**HOW TO COMPLETE THIS TASK:**
Copy exactly, please, the lines of the data from its start through the line containing "a boot image.".

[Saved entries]
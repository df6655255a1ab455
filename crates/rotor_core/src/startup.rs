//! Startup glue and the boot contract.
//!
//! The image loader is an external collaborator: it reconstitutes the
//! heap, patches pointers, and installs the canonical singletons and
//! quotations into the special-object table.  The core only checks
//! that the contract was honored, wires up the command line, and runs
//! the startup quotation through the trampoline.

use crate::error::{VmError, VmResult};
use crate::objects::cell::{Cell, TypeCode, CELL_BYTES};
use crate::objects::kinds::{array_data, string_bytes, Array, VmString};
use crate::vm::{SpecialObject, Vm};

/// Magic bytes at the head of a boot image.
pub const IMAGE_MAGIC: u32 = 0x0f0e_0d0c;
/// Image format version this core understands.
pub const IMAGE_VERSION: u32 = 4;

/// The fixed-size header a boot image begins with.  Validated here;
/// consumed by the external loader.
#[derive(Debug, Clone, Copy)]
pub struct ImageHeader {
    pub magic: u32,
    pub version: u32,
    pub data_size: usize,
    pub code_size: usize,
    pub special_object_count: usize,
}

impl ImageHeader {
    /// Check the parts of the header the core depends on.
    pub fn validate(&self) -> VmResult<()> {
        if self.magic != IMAGE_MAGIC {
            return Err(VmError::BadImage("wrong magic"));
        }
        if self.version != IMAGE_VERSION {
            return Err(VmError::BadImage("unsupported image version"));
        }
        if self.special_object_count > crate::vm::SPECIAL_OBJECT_COUNT {
            return Err(VmError::BadImage("special object table too large"));
        }
        Ok(())
    }
}

impl Vm {
    /// Verify that the loader installed everything the core reads.
    pub fn check_boot_contract(&self) -> VmResult<()> {
        let cell_size = self.special(SpecialObject::CellSize);
        if !cell_size.is_fixnum() || cell_size.to_fixnum() != CELL_BYTES as isize {
            return Err(VmError::BootContract("cell-size fixnum"));
        }
        if !self.special(SpecialObject::CanonicalTrue).to_boolean() {
            return Err(VmError::BootContract("canonical t"));
        }
        if !self.special(SpecialObject::PrimitiveWord).to_boolean() {
            return Err(VmError::BootContract("primitive-call sentinel word"));
        }
        if !self.special(SpecialObject::DeclareWord).to_boolean() {
            return Err(VmError::BootContract("declare sentinel word"));
        }
        Ok(())
    }

    /// Standalone entry point: check the boot contract, expose `args`
    /// to the image, run the startup quotation, then evaluate a single
    /// `-e=<expression>` if one was given and an eval callback exists.
    ///
    /// Returns the process exit code (0 on a normal return from
    /// startup; fatal errors abort before returning).
    pub fn start_standalone(&mut self, args: &[String]) -> VmResult<i32> {
        self.check_boot_contract()?;

        // Arguments become an array of aliens over byte-array payloads,
        // stored in the args special object.
        let mut args_array = self.allot_array(args.len(), Cell::FALSE);
        // SAFETY: `args_array` lives on this frame until the pop below
        // and is re-read after each allocation.
        unsafe {
            self.data_roots.push(&raw mut args_array);
            for (i, arg) in args.iter().enumerate() {
                let mut bytes = arg.clone().into_bytes();
                bytes.push(0);
                let payload = self.allot_byte_array_from(&bytes);
                let alien = self.allot_alien(payload, 0);
                let slot = array_data(args_array.untagged() as *mut Array).add(i);
                self.store_slot(slot, alien);
            }
            self.data_roots.pop(&raw mut args_array);
        }
        self.set_special(SpecialObject::Args, args_array);

        let startup = self.special(SpecialObject::StartupQuot);
        if startup.to_boolean() {
            self.call_callable(startup);
        }

        if let Some(expression) = args.iter().find_map(|arg| arg.strip_prefix("-e=")) {
            self.eval_string(expression);
        }
        Ok(0)
    }

    /// Evaluate an expression through the image's eval callback,
    /// returning the result string if the callback produced one.
    ///
    /// The callback is a managed callable taking a string and leaving a
    /// string (or `f`).  Returns `None` when no callback is installed,
    /// when it produced no string, or when the trampoline is already
    /// running: a re-entrant `call_callable` only enqueues work for the
    /// outer loop, so no synchronous result would exist to read back.
    pub fn eval_string(&mut self, expression: &str) -> Option<String> {
        let callback = self.special(SpecialObject::EvalCallback);
        if !callback.to_boolean() {
            return None;
        }
        if self.in_trampoline {
            return None;
        }
        // Save and restore the current-context pointer around the
        // entry, in case the callback's image code switches contexts.
        let saved_ctx = self.ctx;
        let input = self.allot_string_from(expression);
        if self.dpush(input).is_err() {
            self.ctx = saved_ctx;
            return None;
        }
        self.call_callable(callback);
        let result = self.context().pop();
        self.ctx = saved_ctx;

        let result = result?;
        if result.is_immediate() || result.type_code() != TypeCode::String {
            return None;
        }
        // SAFETY: result is a live string.
        let bytes = unsafe { string_bytes(result.untagged() as *mut VmString) };
        Some(String::from_utf8_lossy(bytes).into_owned())
    }
}

#[cfg(test)]
mod tests {
    use super::*;
    use crate::vm::VmConfig;

    #[test]
    fn header_validation_checks_magic_and_version() {
        let good = ImageHeader {
            magic: IMAGE_MAGIC,
            version: IMAGE_VERSION,
            data_size: 0,
            code_size: 0,
            special_object_count: 4,
        };
        assert!(good.validate().is_ok());

        let bad_magic = ImageHeader { magic: 0, ..good };
        assert!(bad_magic.validate().is_err());

        let bad_version = ImageHeader {
            version: IMAGE_VERSION + 1,
            ..good
        };
        assert!(bad_version.validate().is_err());
    }

    #[test]
    fn start_standalone_requires_the_boot_contract() {
        let mut vm = Vm::new(VmConfig::default());
        // A fresh VM has no canonical t or sentinel words installed.
        assert!(vm.start_standalone(&[]).is_err());
    }

    #[test]
    fn eval_without_callback_returns_none() {
        let mut vm = Vm::new(VmConfig::default());
        assert_eq!(vm.eval_string("1 2 +"), None);
    }

    #[test]
    fn eval_mid_trampoline_returns_none() {
        let mut vm = Vm::new(VmConfig::default());
        let elements = vm.allot_array(0, Cell::FALSE);
        let callback = vm.allot_quotation(elements);
        vm.set_special(SpecialObject::EvalCallback, callback);
        // A re-entrant call would only enqueue work; there is no
        // synchronous result to read.
        vm.in_trampoline = true;
        assert_eq!(vm.eval_string("1 2 +"), None);
        assert_eq!(vm.context_ref().datastack_depth(), 0);
    }
}
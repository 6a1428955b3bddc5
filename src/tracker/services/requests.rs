//! Request payloads accepted by [`super::TrackerService`].
//!
//! Partial updates use explicit presence: a field left untouched keeps its
//! stored value, while clearable fields distinguish "set" from "clear".

use crate::tracker::domain::{
    ProjectChanges, ProjectId, SprintChanges, SprintId, SprintStatus, TaskChanges, TaskStatus,
    Title, TrackerDomainError,
};
use chrono::{DateTime, Utc};

/// Request payload for creating a project.
#[derive(Debug, Clone, PartialEq, Eq)]
pub struct CreateProjectRequest {
    pub(crate) title: String,
    pub(crate) description: String,
}

impl CreateProjectRequest {
    /// Creates a request with the project title and description.
    #[must_use]
    pub fn new(title: impl Into<String>, description: impl Into<String>) -> Self {
        Self {
            title: title.into(),
            description: description.into(),
        }
    }
}

/// Partial update of a project.
#[derive(Debug, Clone, Default, PartialEq, Eq)]
pub struct UpdateProjectRequest {
    title: Option<String>,
    description: Option<String>,
    image_url: Option<Option<String>>,
}

impl UpdateProjectRequest {
    /// Creates an empty update that leaves every field untouched.
    #[must_use]
    pub fn new() -> Self {
        Self::default()
    }

    /// Replaces the title.
    #[must_use]
    pub fn with_title(mut self, title: impl Into<String>) -> Self {
        self.title = Some(title.into());
        self
    }

    /// Replaces the description.
    #[must_use]
    pub fn with_description(mut self, description: impl Into<String>) -> Self {
        self.description = Some(description.into());
        self
    }

    /// Sets the image URL.
    #[must_use]
    pub fn with_image_url(mut self, image_url: impl Into<String>) -> Self {
        self.image_url = Some(Some(image_url.into()));
        self
    }

    /// Removes the image URL.
    #[must_use]
    pub fn clear_image_url(mut self) -> Self {
        self.image_url = Some(None);
        self
    }

    pub(crate) fn into_changes(self) -> Result<ProjectChanges, TrackerDomainError> {
        Ok(ProjectChanges {
            title: self.title.map(Title::new).transpose()?,
            description: self.description,
            image_url: self.image_url,
        })
    }
}

/// Request payload for planning a sprint inside a project.
#[derive(Debug, Clone, PartialEq, Eq)]
pub struct CreateSprintRequest {
    pub(crate) project_id: ProjectId,
    pub(crate) title: String,
    pub(crate) start_date: String,
    pub(crate) end_date: String,
    pub(crate) starting_thoughts: String,
}

impl CreateSprintRequest {
    /// Creates a request for a sprint in `project_id`.
    ///
    /// Dates accept `YYYY-MM-DD` or an RFC 3339 timestamp.
    #[must_use]
    pub fn new(
        project_id: ProjectId,
        title: impl Into<String>,
        start_date: impl Into<String>,
        end_date: impl Into<String>,
    ) -> Self {
        Self {
            project_id,
            title: title.into(),
            start_date: start_date.into(),
            end_date: end_date.into(),
            starting_thoughts: String::new(),
        }
    }

    /// Sets the notes written when the sprint is planned.
    #[must_use]
    pub fn with_starting_thoughts(mut self, thoughts: impl Into<String>) -> Self {
        self.starting_thoughts = thoughts.into();
        self
    }
}

/// Partial update of a sprint.
#[derive(Debug, Clone, Default, PartialEq, Eq)]
pub struct UpdateSprintRequest {
    title: Option<String>,
    ending_thoughts: Option<Option<String>>,
    status: Option<String>,
}

impl UpdateSprintRequest {
    /// Creates an empty update that leaves every field untouched.
    #[must_use]
    pub fn new() -> Self {
        Self::default()
    }

    /// Replaces the title.
    #[must_use]
    pub fn with_title(mut self, title: impl Into<String>) -> Self {
        self.title = Some(title.into());
        self
    }

    /// Sets the retrospective notes.
    #[must_use]
    pub fn with_ending_thoughts(mut self, thoughts: impl Into<String>) -> Self {
        self.ending_thoughts = Some(Some(thoughts.into()));
        self
    }

    /// Removes the retrospective notes.
    #[must_use]
    pub fn clear_ending_thoughts(mut self) -> Self {
        self.ending_thoughts = Some(None);
        self
    }

    /// Sets the status from its wire name, e.g. `IN_PROGRESS`.
    #[must_use]
    pub fn with_status(mut self, status: impl Into<String>) -> Self {
        self.status = Some(status.into());
        self
    }

    pub(crate) fn into_changes(self) -> Result<SprintChanges, TrackerDomainError> {
        let status = self
            .status
            .as_deref()
            .map(SprintStatus::try_from)
            .transpose()?;
        Ok(SprintChanges {
            title: self.title.map(Title::new).transpose()?,
            ending_thoughts: self.ending_thoughts,
            status,
        })
    }
}

/// Request payload for adding a task to a sprint.
#[derive(Debug, Clone, PartialEq, Eq)]
pub struct CreateTaskRequest {
    pub(crate) sprint_id: SprintId,
    pub(crate) title: String,
    pub(crate) description: Option<String>,
}

impl CreateTaskRequest {
    /// Creates a request for a task in `sprint_id`.
    #[must_use]
    pub fn new(sprint_id: SprintId, title: impl Into<String>) -> Self {
        Self {
            sprint_id,
            title: title.into(),
            description: None,
        }
    }

    /// Sets the task description.
    #[must_use]
    pub fn with_description(mut self, description: impl Into<String>) -> Self {
        self.description = Some(description.into());
        self
    }
}

/// Partial update of a task.
///
/// Explicit timestamps are applied before the status transition, so a
/// transition only fills timestamps that remain unset afterwards.
#[derive(Debug, Clone, Default, PartialEq, Eq)]
pub struct UpdateTaskRequest {
    title: Option<String>,
    description: Option<Option<String>>,
    status: Option<String>,
    started_at: Option<Option<DateTime<Utc>>>,
    finished_at: Option<Option<DateTime<Utc>>>,
}

impl UpdateTaskRequest {
    /// Creates an empty update that leaves every field untouched.
    #[must_use]
    pub fn new() -> Self {
        Self::default()
    }

    /// Replaces the title.
    #[must_use]
    pub fn with_title(mut self, title: impl Into<String>) -> Self {
        self.title = Some(title.into());
        self
    }

    /// Sets the description.
    #[must_use]
    pub fn with_description(mut self, description: impl Into<String>) -> Self {
        self.description = Some(Some(description.into()));
        self
    }

    /// Removes the description.
    #[must_use]
    pub fn clear_description(mut self) -> Self {
        self.description = Some(None);
        self
    }

    /// Sets the status from its wire name: `TODO`, `IN_PROGRESS`, or `DONE`.
    #[must_use]
    pub fn with_status(mut self, status: impl Into<String>) -> Self {
        self.status = Some(status.into());
        self
    }

    /// Sets the start timestamp explicitly.
    #[must_use]
    pub fn with_started_at(mut self, started_at: DateTime<Utc>) -> Self {
        self.started_at = Some(Some(started_at));
        self
    }

    /// Clears the start timestamp.
    #[must_use]
    pub fn clear_started_at(mut self) -> Self {
        self.started_at = Some(None);
        self
    }

    /// Sets the finish timestamp explicitly.
    #[must_use]
    pub fn with_finished_at(mut self, finished_at: DateTime<Utc>) -> Self {
        self.finished_at = Some(Some(finished_at));
        self
    }

    /// Clears the finish timestamp.
    #[must_use]
    pub fn clear_finished_at(mut self) -> Self {
        self.finished_at = Some(None);
        self
    }

    pub(crate) fn into_changes(self) -> Result<TaskChanges, TrackerDomainError> {
        let status = self
            .status
            .as_deref()
            .map(TaskStatus::try_from)
            .transpose()?;
        Ok(TaskChanges {
            title: self.title.map(Title::new).transpose()?,
            description: self.description,
            status,
            started_at: self.started_at,
            finished_at: self.finished_at,
        })
    }
}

**SOLUTION:**
repository df6655255a1ab455
filename crates/rotor_core/src/startup.rs
//! Startup glue and the boot contract.
//!
//! The image loader is an external collaborator: it reconstitutes the
//! heap, patches pointers, and installs the canonical singletons and
//! quotations into the special-object table.  The core only checks
//! that the contract was honored, wires up the command line, and runs
//! the startup quotation through the trampoline.

use crate::error::{VmError, VmResult};
use crate::objects::cell::{Cell, TypeCode, CELL_BYTES};
use crate::objects::kinds::{array_data, string_bytes, Array, VmString};
use crate::vm::{SpecialObject, Vm};

/// Magic bytes at the head of a boot image.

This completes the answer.